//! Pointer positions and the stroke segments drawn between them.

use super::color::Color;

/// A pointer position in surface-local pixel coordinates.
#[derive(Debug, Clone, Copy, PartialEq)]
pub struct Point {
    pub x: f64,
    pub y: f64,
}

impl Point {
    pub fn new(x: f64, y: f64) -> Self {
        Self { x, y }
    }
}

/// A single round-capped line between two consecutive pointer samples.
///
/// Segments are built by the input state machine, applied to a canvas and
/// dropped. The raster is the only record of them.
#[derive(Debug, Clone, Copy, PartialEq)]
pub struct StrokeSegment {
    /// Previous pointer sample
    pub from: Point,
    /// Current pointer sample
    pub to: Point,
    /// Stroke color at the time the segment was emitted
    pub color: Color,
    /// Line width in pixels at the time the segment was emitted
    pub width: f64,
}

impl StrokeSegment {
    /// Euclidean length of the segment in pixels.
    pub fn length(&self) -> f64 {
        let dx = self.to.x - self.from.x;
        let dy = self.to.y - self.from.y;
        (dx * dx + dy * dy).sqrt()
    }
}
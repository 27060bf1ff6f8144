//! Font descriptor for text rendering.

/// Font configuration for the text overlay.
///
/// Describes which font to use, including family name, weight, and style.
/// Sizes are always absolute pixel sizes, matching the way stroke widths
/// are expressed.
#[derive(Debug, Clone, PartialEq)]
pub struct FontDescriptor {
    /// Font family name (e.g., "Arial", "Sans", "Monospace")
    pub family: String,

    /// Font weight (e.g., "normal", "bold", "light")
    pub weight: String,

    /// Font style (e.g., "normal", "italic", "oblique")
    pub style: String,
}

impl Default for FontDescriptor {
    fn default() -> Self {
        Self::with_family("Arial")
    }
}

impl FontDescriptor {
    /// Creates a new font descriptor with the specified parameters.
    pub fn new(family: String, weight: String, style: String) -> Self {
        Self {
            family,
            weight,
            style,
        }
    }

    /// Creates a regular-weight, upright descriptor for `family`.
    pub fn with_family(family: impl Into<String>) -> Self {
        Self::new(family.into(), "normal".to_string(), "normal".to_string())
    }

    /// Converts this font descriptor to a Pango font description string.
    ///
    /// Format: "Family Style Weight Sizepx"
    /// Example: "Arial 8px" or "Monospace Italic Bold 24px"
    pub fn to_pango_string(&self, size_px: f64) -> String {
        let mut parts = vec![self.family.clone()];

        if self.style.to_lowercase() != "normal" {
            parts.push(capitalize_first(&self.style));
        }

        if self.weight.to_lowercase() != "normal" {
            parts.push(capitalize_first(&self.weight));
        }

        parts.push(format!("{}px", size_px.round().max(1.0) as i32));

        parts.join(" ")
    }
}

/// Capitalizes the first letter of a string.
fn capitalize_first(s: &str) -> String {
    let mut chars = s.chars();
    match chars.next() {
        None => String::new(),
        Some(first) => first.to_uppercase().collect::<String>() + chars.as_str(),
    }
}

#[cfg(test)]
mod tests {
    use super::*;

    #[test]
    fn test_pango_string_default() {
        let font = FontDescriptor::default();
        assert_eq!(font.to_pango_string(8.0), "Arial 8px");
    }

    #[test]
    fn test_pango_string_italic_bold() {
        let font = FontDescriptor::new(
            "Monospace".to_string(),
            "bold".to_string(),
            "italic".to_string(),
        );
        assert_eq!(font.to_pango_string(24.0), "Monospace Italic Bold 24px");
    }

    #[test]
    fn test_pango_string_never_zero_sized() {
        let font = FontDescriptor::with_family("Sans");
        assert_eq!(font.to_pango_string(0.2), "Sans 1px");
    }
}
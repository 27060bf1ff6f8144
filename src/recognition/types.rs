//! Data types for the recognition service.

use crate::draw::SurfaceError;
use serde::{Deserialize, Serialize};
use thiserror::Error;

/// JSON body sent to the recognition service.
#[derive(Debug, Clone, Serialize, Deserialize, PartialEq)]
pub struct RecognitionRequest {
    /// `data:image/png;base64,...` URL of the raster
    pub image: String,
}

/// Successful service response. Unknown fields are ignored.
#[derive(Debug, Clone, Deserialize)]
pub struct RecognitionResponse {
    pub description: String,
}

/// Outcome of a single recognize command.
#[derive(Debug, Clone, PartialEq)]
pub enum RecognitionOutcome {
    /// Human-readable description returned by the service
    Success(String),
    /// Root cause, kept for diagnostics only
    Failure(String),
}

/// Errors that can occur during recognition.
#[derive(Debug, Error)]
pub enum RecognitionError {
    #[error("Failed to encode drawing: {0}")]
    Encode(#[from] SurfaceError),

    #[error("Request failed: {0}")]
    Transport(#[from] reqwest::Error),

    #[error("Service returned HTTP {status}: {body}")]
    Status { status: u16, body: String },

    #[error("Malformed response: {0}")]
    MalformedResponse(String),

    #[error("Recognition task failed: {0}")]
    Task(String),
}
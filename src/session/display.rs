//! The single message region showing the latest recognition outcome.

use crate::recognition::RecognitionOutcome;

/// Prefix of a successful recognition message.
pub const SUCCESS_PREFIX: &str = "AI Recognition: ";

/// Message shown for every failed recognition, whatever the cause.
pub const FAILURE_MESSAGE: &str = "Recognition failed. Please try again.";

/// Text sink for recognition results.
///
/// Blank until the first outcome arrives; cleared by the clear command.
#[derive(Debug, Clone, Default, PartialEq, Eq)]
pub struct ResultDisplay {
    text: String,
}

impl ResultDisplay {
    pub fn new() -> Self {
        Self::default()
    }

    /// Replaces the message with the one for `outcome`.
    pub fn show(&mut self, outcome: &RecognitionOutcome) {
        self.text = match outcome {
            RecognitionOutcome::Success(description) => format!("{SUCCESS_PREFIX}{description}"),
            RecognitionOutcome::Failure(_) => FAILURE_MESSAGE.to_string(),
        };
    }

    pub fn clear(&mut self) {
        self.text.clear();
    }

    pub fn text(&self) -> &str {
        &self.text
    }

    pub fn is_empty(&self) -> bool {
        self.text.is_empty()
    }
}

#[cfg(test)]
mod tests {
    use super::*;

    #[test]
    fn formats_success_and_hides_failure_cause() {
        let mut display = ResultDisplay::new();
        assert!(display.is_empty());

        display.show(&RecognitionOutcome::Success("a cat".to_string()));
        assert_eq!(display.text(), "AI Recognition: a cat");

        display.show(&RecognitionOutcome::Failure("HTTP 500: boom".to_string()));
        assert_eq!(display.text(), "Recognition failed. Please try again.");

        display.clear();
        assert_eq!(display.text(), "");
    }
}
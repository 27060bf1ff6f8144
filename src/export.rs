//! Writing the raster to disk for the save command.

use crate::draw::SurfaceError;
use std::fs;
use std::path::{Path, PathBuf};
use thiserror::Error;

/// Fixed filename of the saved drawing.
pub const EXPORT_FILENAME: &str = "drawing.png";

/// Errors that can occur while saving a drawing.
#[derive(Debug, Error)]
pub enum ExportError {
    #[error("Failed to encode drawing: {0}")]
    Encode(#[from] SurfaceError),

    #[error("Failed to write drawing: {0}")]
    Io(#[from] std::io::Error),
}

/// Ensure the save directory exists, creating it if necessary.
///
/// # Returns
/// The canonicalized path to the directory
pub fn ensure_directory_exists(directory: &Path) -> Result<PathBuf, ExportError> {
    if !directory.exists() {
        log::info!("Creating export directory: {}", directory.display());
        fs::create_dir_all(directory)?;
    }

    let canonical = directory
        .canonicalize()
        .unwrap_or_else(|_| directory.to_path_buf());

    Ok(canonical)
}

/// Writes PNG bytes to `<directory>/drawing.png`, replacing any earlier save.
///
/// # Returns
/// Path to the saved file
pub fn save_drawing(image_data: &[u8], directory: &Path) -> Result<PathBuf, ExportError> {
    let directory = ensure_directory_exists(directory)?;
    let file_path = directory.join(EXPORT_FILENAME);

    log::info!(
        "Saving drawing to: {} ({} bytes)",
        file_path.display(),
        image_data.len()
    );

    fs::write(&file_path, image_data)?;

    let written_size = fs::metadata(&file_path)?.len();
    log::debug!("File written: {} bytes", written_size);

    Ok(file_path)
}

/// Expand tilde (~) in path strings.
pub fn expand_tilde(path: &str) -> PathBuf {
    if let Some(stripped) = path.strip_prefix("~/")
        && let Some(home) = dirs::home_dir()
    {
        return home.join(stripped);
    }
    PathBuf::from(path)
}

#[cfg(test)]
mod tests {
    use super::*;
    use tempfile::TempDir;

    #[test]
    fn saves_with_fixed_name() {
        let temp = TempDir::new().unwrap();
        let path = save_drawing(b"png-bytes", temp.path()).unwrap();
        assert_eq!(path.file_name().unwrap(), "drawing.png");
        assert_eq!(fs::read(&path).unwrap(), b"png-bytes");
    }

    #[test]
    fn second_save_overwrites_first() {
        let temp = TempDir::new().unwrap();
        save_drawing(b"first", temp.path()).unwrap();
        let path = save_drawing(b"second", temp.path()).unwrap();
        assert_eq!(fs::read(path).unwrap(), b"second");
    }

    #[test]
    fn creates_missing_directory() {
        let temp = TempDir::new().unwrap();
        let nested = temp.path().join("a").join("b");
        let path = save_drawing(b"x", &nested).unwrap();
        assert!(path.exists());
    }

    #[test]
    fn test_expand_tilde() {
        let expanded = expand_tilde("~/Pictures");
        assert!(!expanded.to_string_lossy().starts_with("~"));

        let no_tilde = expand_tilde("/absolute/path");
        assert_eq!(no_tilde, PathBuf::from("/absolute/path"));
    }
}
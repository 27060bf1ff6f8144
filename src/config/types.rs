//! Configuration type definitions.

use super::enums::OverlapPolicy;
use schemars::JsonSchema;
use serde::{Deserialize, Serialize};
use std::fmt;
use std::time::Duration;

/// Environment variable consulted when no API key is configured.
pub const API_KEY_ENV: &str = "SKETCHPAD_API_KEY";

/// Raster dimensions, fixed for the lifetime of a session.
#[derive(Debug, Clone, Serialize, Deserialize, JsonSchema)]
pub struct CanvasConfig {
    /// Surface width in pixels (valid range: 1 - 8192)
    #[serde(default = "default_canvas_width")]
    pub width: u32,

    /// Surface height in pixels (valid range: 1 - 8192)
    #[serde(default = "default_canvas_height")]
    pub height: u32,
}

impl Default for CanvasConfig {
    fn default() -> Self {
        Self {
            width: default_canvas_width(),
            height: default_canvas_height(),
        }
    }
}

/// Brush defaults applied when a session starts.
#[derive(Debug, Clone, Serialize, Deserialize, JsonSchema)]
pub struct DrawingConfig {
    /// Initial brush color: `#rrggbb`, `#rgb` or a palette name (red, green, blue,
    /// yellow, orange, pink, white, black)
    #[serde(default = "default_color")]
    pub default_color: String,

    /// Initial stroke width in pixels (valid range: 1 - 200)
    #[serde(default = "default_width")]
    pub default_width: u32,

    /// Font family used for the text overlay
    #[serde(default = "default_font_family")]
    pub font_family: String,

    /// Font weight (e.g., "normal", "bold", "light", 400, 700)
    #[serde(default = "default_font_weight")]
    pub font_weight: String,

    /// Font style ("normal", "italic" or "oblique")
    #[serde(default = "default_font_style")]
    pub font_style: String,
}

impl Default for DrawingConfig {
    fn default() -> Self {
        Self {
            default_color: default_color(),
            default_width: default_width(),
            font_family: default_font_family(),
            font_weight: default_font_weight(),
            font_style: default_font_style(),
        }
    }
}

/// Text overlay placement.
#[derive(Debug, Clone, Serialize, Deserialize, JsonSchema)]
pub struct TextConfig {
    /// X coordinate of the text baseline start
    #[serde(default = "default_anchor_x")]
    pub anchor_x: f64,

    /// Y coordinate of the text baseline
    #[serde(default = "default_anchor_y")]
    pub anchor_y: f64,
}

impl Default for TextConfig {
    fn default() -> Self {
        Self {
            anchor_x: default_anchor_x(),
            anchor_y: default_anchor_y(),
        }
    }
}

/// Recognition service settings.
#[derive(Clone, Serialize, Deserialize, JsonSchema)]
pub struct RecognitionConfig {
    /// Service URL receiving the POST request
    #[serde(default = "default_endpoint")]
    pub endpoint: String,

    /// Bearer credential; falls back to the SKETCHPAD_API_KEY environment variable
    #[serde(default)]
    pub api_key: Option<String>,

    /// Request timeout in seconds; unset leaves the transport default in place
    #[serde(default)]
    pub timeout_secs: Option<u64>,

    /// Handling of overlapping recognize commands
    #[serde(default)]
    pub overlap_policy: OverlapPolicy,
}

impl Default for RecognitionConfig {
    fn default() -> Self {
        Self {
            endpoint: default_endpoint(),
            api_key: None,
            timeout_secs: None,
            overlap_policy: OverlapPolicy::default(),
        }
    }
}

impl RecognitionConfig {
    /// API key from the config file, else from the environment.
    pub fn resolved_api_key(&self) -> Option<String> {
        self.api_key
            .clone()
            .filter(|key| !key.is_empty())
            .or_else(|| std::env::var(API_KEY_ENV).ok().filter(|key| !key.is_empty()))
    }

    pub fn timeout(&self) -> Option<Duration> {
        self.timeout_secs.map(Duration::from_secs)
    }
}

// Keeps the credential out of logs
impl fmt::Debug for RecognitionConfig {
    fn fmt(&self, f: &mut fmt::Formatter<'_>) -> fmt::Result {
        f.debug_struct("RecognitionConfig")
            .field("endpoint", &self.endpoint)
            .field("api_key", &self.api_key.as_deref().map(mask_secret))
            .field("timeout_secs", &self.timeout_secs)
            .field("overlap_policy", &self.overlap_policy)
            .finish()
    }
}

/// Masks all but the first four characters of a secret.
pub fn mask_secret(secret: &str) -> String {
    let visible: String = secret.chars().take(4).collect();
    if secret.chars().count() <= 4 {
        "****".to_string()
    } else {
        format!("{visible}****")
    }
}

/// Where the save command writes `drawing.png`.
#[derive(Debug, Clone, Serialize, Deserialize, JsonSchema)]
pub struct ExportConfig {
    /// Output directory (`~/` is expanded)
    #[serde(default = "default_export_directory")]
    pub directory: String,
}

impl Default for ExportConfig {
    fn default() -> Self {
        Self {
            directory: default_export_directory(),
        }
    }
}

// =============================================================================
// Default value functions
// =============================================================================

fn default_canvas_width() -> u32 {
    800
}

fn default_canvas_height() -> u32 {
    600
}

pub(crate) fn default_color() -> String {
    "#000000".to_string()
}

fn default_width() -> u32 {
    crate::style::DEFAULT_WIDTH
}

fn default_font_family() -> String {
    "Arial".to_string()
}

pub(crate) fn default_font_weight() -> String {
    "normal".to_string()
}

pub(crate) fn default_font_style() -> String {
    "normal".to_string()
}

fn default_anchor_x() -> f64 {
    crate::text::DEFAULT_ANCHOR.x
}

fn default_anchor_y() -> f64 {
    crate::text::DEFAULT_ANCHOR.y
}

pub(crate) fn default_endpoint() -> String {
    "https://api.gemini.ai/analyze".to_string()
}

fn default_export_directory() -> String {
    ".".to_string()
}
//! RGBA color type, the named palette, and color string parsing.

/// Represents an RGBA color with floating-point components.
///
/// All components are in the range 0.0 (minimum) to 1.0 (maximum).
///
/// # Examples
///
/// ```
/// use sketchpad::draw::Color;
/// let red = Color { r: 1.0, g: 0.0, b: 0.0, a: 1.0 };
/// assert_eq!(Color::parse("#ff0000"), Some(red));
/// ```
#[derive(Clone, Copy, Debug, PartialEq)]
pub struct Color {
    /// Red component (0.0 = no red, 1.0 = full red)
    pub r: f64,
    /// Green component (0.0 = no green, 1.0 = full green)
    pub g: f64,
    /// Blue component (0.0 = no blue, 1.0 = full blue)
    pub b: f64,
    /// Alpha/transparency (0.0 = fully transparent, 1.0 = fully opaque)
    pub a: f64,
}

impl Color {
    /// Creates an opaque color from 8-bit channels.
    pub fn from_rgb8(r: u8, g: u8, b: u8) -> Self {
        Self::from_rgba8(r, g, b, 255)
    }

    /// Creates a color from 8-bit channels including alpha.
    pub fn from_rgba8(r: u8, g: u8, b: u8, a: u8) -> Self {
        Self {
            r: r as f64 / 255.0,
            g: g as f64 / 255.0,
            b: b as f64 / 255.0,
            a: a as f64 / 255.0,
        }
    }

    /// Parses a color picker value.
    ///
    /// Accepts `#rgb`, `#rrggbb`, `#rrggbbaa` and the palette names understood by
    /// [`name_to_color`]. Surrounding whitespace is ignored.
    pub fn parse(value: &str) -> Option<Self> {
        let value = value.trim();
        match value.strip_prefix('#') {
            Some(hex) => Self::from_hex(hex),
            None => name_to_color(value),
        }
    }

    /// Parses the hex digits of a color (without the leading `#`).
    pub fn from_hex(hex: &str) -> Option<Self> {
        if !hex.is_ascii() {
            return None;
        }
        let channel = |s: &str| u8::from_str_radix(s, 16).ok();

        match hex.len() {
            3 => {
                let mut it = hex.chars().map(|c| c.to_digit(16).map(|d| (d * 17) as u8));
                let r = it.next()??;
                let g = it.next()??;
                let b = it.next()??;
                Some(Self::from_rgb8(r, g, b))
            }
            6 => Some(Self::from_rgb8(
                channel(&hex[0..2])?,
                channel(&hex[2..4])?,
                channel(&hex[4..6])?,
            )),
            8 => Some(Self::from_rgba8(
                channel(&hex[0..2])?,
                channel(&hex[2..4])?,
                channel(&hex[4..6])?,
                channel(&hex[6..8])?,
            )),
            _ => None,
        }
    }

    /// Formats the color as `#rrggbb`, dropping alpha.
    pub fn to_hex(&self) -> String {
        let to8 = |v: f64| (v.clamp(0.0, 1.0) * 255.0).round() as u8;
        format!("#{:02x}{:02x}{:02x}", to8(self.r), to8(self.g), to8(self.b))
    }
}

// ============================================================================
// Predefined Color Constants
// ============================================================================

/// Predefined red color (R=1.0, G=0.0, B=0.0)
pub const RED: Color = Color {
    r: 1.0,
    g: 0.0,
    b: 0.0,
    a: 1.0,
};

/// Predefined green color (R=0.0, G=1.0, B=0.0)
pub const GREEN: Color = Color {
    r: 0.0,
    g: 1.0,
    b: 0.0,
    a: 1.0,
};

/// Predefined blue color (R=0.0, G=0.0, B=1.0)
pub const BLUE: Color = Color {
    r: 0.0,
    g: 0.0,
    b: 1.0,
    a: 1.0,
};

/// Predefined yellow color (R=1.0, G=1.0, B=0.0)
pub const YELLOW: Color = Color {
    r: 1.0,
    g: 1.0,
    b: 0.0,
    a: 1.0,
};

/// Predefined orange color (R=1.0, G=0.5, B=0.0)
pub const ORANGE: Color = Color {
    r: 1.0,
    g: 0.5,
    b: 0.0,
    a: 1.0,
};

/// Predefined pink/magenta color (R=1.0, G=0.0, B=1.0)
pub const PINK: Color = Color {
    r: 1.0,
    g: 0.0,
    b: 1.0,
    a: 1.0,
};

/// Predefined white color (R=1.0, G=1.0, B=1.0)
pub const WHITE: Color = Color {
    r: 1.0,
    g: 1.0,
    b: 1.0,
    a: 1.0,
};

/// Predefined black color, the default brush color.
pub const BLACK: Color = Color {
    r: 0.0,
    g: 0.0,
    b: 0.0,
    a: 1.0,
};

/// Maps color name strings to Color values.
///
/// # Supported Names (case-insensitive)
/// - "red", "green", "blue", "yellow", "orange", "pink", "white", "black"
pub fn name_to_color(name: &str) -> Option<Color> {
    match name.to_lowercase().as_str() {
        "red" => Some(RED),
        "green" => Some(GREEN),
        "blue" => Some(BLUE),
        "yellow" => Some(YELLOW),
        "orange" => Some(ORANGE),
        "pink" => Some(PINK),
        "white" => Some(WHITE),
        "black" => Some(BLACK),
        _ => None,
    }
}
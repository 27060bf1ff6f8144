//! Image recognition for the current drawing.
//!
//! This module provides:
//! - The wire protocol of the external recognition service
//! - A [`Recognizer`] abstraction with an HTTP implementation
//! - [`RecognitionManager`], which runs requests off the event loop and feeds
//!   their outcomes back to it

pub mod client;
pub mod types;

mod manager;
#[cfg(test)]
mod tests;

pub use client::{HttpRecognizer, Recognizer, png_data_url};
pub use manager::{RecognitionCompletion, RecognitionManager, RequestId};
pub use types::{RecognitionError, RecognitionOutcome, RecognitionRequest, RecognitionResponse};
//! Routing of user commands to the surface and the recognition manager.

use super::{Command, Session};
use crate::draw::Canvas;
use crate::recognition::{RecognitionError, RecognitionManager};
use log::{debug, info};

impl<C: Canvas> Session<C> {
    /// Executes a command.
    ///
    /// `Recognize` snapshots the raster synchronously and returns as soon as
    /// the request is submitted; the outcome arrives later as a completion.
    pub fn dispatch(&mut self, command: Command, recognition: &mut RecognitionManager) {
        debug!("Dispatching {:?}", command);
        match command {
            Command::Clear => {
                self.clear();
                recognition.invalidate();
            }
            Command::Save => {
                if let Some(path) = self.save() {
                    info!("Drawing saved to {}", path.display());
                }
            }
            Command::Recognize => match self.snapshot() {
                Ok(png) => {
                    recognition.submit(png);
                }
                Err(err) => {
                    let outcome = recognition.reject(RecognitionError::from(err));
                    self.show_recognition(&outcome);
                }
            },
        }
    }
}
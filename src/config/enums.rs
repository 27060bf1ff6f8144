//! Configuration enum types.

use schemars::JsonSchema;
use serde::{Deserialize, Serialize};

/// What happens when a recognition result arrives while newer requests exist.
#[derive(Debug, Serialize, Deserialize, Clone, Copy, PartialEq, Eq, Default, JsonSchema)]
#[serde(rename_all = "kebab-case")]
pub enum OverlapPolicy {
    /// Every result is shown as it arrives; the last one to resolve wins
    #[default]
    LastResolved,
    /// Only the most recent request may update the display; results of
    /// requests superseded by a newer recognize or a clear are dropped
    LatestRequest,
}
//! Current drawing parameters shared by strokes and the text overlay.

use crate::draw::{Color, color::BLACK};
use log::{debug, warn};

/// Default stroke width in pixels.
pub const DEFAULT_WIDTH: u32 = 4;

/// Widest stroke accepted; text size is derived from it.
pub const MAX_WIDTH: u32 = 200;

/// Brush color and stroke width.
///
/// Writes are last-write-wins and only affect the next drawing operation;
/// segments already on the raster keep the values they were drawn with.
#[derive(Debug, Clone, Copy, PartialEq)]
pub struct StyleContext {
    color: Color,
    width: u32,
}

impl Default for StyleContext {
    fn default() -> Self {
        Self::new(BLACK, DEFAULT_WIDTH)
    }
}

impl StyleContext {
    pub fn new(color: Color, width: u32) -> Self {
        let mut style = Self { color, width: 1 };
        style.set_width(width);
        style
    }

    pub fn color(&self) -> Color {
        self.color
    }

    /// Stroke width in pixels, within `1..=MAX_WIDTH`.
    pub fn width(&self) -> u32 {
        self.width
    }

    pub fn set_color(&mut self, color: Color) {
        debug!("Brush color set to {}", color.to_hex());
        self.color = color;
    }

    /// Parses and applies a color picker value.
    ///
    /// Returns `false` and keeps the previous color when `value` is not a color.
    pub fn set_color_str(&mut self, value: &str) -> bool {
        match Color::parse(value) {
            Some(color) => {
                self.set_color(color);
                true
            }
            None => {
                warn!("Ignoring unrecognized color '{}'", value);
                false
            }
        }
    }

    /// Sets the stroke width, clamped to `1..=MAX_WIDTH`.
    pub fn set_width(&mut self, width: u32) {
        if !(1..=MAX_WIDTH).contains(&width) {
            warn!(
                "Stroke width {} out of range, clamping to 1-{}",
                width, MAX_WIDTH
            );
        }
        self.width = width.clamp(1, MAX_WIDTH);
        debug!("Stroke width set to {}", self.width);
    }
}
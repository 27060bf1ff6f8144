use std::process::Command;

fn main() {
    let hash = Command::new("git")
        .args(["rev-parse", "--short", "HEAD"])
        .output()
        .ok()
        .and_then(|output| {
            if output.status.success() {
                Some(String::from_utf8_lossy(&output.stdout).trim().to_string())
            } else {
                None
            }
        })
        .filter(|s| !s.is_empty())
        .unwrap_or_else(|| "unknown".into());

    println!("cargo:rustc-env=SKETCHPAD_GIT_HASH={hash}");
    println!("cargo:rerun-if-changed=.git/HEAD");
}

□ □ □ □ □ □ □

◆ TASK OBJECTIVE
Please write out exactly the lines from the start of the data through the line that contains "weight, and style.", both ends included, and nothing else.

◆ EXERCISE RESPONSE
//! Pointer positions and the stroke segments drawn between them.

use super::color::Color;

/// A pointer position in surface-local pixel coordinates.
#[derive(Debug, Clone, Copy, PartialEq)]
pub struct Point {
    pub x: f64,
    pub y: f64,
}

impl Point {
    pub fn new(x: f64, y: f64) -> Self {
        Self { x, y }
    }
}

/// A single round-capped line between two consecutive pointer samples.
///
/// Segments are built by the input state machine, applied to a canvas and
/// dropped. The raster is the only record of them.
#[derive(Debug, Clone, Copy, PartialEq)]
pub struct StrokeSegment {
    /// Previous pointer sample
    pub from: Point,
    /// Current pointer sample
    pub to: Point,
    /// Stroke color at the time the segment was emitted
    pub color: Color,
    /// Line width in pixels at the time the segment was emitted
    pub width: f64,
}

impl StrokeSegment {
    /// Euclidean length of the segment in pixels.
    pub fn length(&self) -> f64 {
        let dx = self.to.x - self.from.x;
        let dy = self.to.y - self.from.y;
        (dx * dx + dy * dy).sqrt()
    }
}
repository 27060bf1ff6f8144
//! Font descriptor for text rendering.

/// Font configuration for the text overlay.
///
/// Describes which font to use, including family name, weight, and style.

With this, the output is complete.